## THE PROBLEM
Retype every line below precisely as it appears.
*** SUPPLIED ENTRIES ***
//! Per-browser article flags (bookmarked, liked, viewed) kept as JSON maps
//! in durable key-value storage.

use std::{
    cell::RefCell,
    collections::{BTreeMap, HashMap},
};

/// Minimal slice of the Web Storage API.
pub trait KeyValueStorage {
    fn get_item(&self, key: &str) -> Option<String>;
    fn set_item(&self, key: &str, value: &str);
}

impl<S: KeyValueStorage + ?Sized> KeyValueStorage for &S {
    fn get_item(&self, key: &str) -> Option<String> {
        (**self).get_item(key)
    }

    fn set_item(&self, key: &str, value: &str) {
        (**self).set_item(key, value)
    }
}

/// Process-local storage for tests and the mock build.
#[derive(Debug, Default)]
pub struct MemoryStorage {
    items: RefCell<HashMap<String, String>>,
}

impl MemoryStorage {
    pub fn new() -> Self {
        Self::default()
    }
}

impl KeyValueStorage for MemoryStorage {
    fn get_item(&self, key: &str) -> Option<String> {
        self.items.borrow().get(key).cloned()
    }

    fn set_item(&self, key: &str, value: &str) {
        self.items
            .borrow_mut()
            .insert(key.to_string(), value.to_string());
    }
}

#[derive(Debug, Clone, Copy, PartialEq, Eq, Hash)]
pub enum PreferenceKind {
    Bookmarked,
    Liked,
    Viewed,
}

impl PreferenceKind {
    pub const ALL: [PreferenceKind; 3] =
        [PreferenceKind::Bookmarked, PreferenceKind::Liked, PreferenceKind::Viewed];

    pub fn storage_key(&self) -> &'static str {
        match self {
            PreferenceKind::Bookmarked => "bookmarkedArticles",
            PreferenceKind::Liked => "likedArticles",
            PreferenceKind::Viewed => "viewedArticles",
        }
    }

    pub fn from_storage_key(key: &str) -> Option<Self> {
        Self::ALL
            .iter()
            .copied()
            .find(|kind| kind.storage_key() == key)
    }
}

pub type FlagMap = BTreeMap<String, bool>;

/// Read-modify-write access to the flag maps. Each mutation completes inside
/// one synchronous call, so a tab never interleaves two writes.
pub struct PreferenceStore<S> {
    storage: S,
}

impl<S: KeyValueStorage> PreferenceStore<S> {
    pub fn new(storage: S) -> Self {
        PreferenceStore {
            storage,
        }
    }

    pub fn storage(&self) -> &S {
        &self.storage
    }

    /// Stored map; unreadable JSON counts as empty.
    pub fn read_map(&self, kind: PreferenceKind) -> FlagMap {
        let Some(raw) = self.storage.get_item(kind.storage_key()) else {
            return FlagMap::new();
        };
        match serde_json::from_str::<FlagMap>(&raw) {
            Ok(map) => map,
            Err(err) => {
                tracing::warn!(key = kind.storage_key(), error = %err, "discarding unreadable preference map");
                FlagMap::new()
            },
        }
    }

    fn write_map(&self, kind: PreferenceKind, map: &FlagMap) {
        match serde_json::to_string(map) {
            Ok(json) => self.storage.set_item(kind.storage_key(), &json),
            Err(err) => {
                tracing::error!(key = kind.storage_key(), error = %err, "failed to encode preference map")
            },
        }
    }

    pub fn is_set(&self, kind: PreferenceKind, article_id: &str) -> bool {
        self.read_map(kind)
            .get(article_id)
            .copied()
            .unwrap_or(false)
    }

    /// Set or clear one flag. Clearing removes the key.
    pub fn set(&self, kind: PreferenceKind, article_id: &str, value: bool) {
        let mut map = self.read_map(kind);
        map.retain(|_, flag| *flag);
        if value {
            map.insert(article_id.to_string(), true);
        } else {
            map.remove(article_id);
        }
        self.write_map(kind, &map);
    }

    /// Flip one flag and return its new value.
    pub fn toggle(&self, kind: PreferenceKind, article_id: &str) -> bool {
        let next = !self.is_set(kind, article_id);
        self.set(kind, article_id, next);
        next
    }

    /// Set the flag if it was clear. Returns `true` only for the call that
    /// set it.
    pub fn mark_once(&self, kind: PreferenceKind, article_id: &str) -> bool {
        if self.is_set(kind, article_id) {
            return false;
        }
        self.set(kind, article_id, true);
        true
    }
}

#[cfg(test)]
mod tests {
    use super::*;

    #[test]
    fn toggle_twice_restores_map() {
        let store = PreferenceStore::new(MemoryStorage::new());
        store.set(PreferenceKind::Bookmarked, "pol-1", true);
        let before = store.read_map(PreferenceKind::Bookmarked);

        assert!(store.toggle(PreferenceKind::Bookmarked, "tech-2"));
        assert!(!store.toggle(PreferenceKind::Bookmarked, "tech-2"));

        assert_eq!(store.read_map(PreferenceKind::Bookmarked), before);
        assert_eq!(
            store.storage().get_item("bookmarkedArticles").as_deref(),
            Some(r#"{"pol-1":true}"#)
        );
    }

    #[test]
    fn corrupt_map_reads_empty_and_is_overwritten() {
        let storage = MemoryStorage::new();
        storage.set_item("likedArticles", "{not json");
        let store = PreferenceStore::new(&storage);
        assert!(!store.is_set(PreferenceKind::Liked, "pol-1"));
        store.set(PreferenceKind::Liked, "pol-1", true);
        assert_eq!(storage.get_item("likedArticles").as_deref(), Some(r#"{"pol-1":true}"#));
    }

    #[test]
    fn stored_false_entries_are_dropped_on_write() {
        let storage = MemoryStorage::new();
        storage.set_item("viewedArticles", r#"{"a":false,"b":true}"#);
        let store = PreferenceStore::new(&storage);
        assert!(!store.is_set(PreferenceKind::Viewed, "a"));
        assert!(store.mark_once(PreferenceKind::Viewed, "c"));
        assert!(!store.mark_once(PreferenceKind::Viewed, "c"));
        assert_eq!(storage.get_item("viewedArticles").as_deref(), Some(r#"{"b":true,"c":true}"#));
    }

    #[test]
    fn kinds_round_trip_through_storage_keys() {
        for kind in PreferenceKind::ALL {
            assert_eq!(PreferenceKind::from_storage_key(kind.storage_key()), Some(kind));
        }
        assert_eq!(PreferenceKind::from_storage_key("theme"), None);
    }
}
use std::cell::Cell;

/// One-shot gate: [`OnceLatch::fire`] returns `true` exactly once until
/// [`OnceLatch::reset`].
#[derive(Debug, Default)]
pub struct OnceLatch {
    fired: Cell<bool>,
}

impl OnceLatch {
    pub fn new() -> Self {
        Self::default()
    }

    pub fn fire(&self) -> bool {
        !self.fired.replace(true)
    }

    pub fn has_fired(&self) -> bool {
        self.fired.get()
    }

    /// Re-arm, e.g. when the page switches to another article.
    pub fn reset(&self) {
        self.fired.set(false);
    }
}

#[cfg(test)]
mod tests {
    use super::OnceLatch;

    #[test]
    fn fires_once_per_arm() {
        let latch = OnceLatch::new();
        assert!(latch.fire());
        assert!(!latch.fire());
        assert!(latch.has_fired());
        latch.reset();
        assert!(latch.fire());
    }
}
*** End of SUPPLIED ENTRIES ***
## SOLUTION TO THIS PROBLEM
//! Per-browser article flags (bookmarked, liked, viewed) kept as JSON maps
//! in durable key-value storage.

use std::{
    cell::RefCell,
    collections::{BTreeMap, HashMap},
};

/// Minimal slice of the Web Storage API.
pub trait KeyValueStorage {
    fn get_item(&self, key: &str) -> Option<String>;
    fn set_item(&self, key: &str, value: &str);
}

impl<S: KeyValueStorage + ?Sized> KeyValueStorage for &S {
    fn get_item(&self, key: &str) -> Option<String> {
        (**self).get_item(key)
    }

    fn set_item(&self, key: &str, value: &str) {
        (**self).set_item(key, value)
    }
}

/// Process-local storage for tests and the mock build.
#[derive(Debug, Default)]
pub struct MemoryStorage {
    items: RefCell<HashMap<String, String>>,
}

impl MemoryStorage {
    pub fn new() -> Self {
        Self::default()
    }
}

impl KeyValueStorage for MemoryStorage {
    fn get_item(&self, key: &str) -> Option<String> {
        self.items.borrow().get(key).cloned()
    }

    fn set_item(&self, key: &str, value: &str) {
        self.items
            .borrow_mut()
            .insert(key.to_string(), value.to_string());
    }
}

#[derive(Debug, Clone, Copy, PartialEq, Eq, Hash)]
pub enum PreferenceKind {
    Bookmarked,
    Liked,
    Viewed,
}

impl PreferenceKind {
    pub const ALL: [PreferenceKind; 3] =
        [PreferenceKind::Bookmarked, PreferenceKind::Liked, PreferenceKind::Viewed];

    pub fn storage_key(&self) -> &'static str {
        match self {
            PreferenceKind::Bookmarked => "bookmarkedArticles",
            PreferenceKind::Liked => "likedArticles",
            PreferenceKind::Viewed => "viewedArticles",
        }
    }

    pub fn from_storage_key(key: &str) -> Option<Self> {
        Self::ALL
            .iter()
            .copied()
            .find(|kind| kind.storage_key() == key)
    }
}

pub type FlagMap = BTreeMap<String, bool>;

/// Read-modify-write access to the flag maps. Each mutation completes inside
/// one synchronous call, so a tab never interleaves two writes.
pub struct PreferenceStore<S> {
    storage: S,
}

impl<S: KeyValueStorage> PreferenceStore<S> {
    pub fn new(storage: S) -> Self {
        PreferenceStore {
            storage,
        }
    }

    pub fn storage(&self) -> &S {
        &self.storage
    }

    /// Stored map; unreadable JSON counts as empty.
    pub fn read_map(&self, kind: PreferenceKind) -> FlagMap {
        let Some(raw) = self.storage.get_item(kind.storage_key()) else {
            return FlagMap::new();
        };
        match serde_json::from_str::<FlagMap>(&raw) {
            Ok(map) => map,
            Err(err) => {
                tracing::warn!(key = kind.storage_key(), error = %err, "discarding unreadable preference map");
                FlagMap::new()
            },
        }
    }

    fn write_map(&self, kind: PreferenceKind, map: &FlagMap) {
        match serde_json::to_string(map) {
            Ok(json) => self.storage.set_item(kind.storage_key(), &json),
            Err(err) => {
                tracing::error!(key = kind.storage_key(), error = %err, "failed to encode preference map")
            },
        }
    }

    pub fn is_set(&self, kind: PreferenceKind, article_id: &str) -> bool {
        self.read_map(kind)
            .get(article_id)
            .copied()
            .unwrap_or(false)
    }

    /// Set or clear one flag. Clearing removes the key.
    pub fn set(&self, kind: PreferenceKind, article_id: &str, value: bool) {
        let mut map = self.read_map(kind);
        map.retain(|_, flag| *flag);
        if value {
            map.insert(article_id.to_string(), true);
        } else {
            map.remove(article_id);
        }
        self.write_map(kind, &map);
    }

    /// Flip one flag and return its new value.
    pub fn toggle(&self, kind: PreferenceKind, article_id: &str) -> bool {
        let next = !self.is_set(kind, article_id);
        self.set(kind, article_id, next);
        next
    }

    /// Set the flag if it was clear. Returns `true` only for the call that
    /// set it.
    pub fn mark_once(&self, kind: PreferenceKind, article_id: &str) -> bool {
        if self.is_set(kind, article_id) {
            return false;
        }
        self.set(kind, article_id, true);
        true
    }
}

#[cfg(test)]
mod tests {
    use super::*;

    #[test]
    fn toggle_twice_restores_map() {
        let store = PreferenceStore::new(MemoryStorage::new());
        store.set(PreferenceKind::Bookmarked, "pol-1", true);
        let before = store.read_map(PreferenceKind::Bookmarked);

        assert!(store.toggle(PreferenceKind::Bookmarked, "tech-2"));
        assert!(!store.toggle(PreferenceKind::Bookmarked, "tech-2"));

        assert_eq!(store.read_map(PreferenceKind::Bookmarked), before);
        assert_eq!(
            store.storage().get_item("bookmarkedArticles").as_deref(),
            Some(r#"{"pol-1":true}"#)
        );
    }

    #[test]
    fn corrupt_map_reads_empty_and_is_overwritten() {
        let storage = MemoryStorage::new();
        storage.set_item("likedArticles", "{not json");
        let store = PreferenceStore::new(&storage);
        assert!(!store.is_set(PreferenceKind::Liked, "pol-1"));
        store.set(PreferenceKind::Liked, "pol-1", true);
        assert_eq!(storage.get_item("likedArticles").as_deref(), Some(r#"{"pol-1":true}"#));
    }

    #[test]
    fn stored_false_entries_are_dropped_on_write() {
        let storage = MemoryStorage::new();
        storage.set_item("viewedArticles", r#"{"a":false,"b":true}"#);
        let store = PreferenceStore::new(&storage);
        assert!(!store.is_set(PreferenceKind::Viewed, "a"));
        assert!(store.mark_once(PreferenceKind::Viewed, "c"));
        assert!(!store.mark_once(PreferenceKind::Viewed, "c"));
        assert_eq!(storage.get_item("viewedArticles").as_deref(), Some(r#"{"b":true,"c":true}"#));
    }

    #[test]
    fn kinds_round_trip_through_storage_keys() {
        for kind in PreferenceKind::ALL {
            assert_eq!(PreferenceKind::from_storage_key(kind.storage_key()), Some(kind));
        }
        assert_eq!(PreferenceKind::from_storage_key("theme"), None);
    }
}
use std::cell::Cell;

/// One-shot gate: [`OnceLatch::fire`] returns `true` exactly once until
/// [`OnceLatch::reset`].
#[derive(Debug, Default)]
pub struct OnceLatch {
    fired: Cell<bool>,
}

impl OnceLatch {
    pub fn new() -> Self {
        Self::default()
    }

    pub fn fire(&self) -> bool {
        !self.fired.replace(true)
    }

    pub fn has_fired(&self) -> bool {
        self.fired.get()
    }

    /// Re-arm, e.g. when the page switches to another article.
    pub fn reset(&self) {
        self.fired.set(false);
    }
}

#[cfg(test)]
mod tests {
    use super::OnceLatch;

    #[test]
    fn fires_once_per_arm() {
        let latch = OnceLatch::new();
        assert!(latch.fire());
        assert!(!latch.fire());
        assert!(latch.has_fired());
        latch.reset();
        assert!(latch.fire());
    }
}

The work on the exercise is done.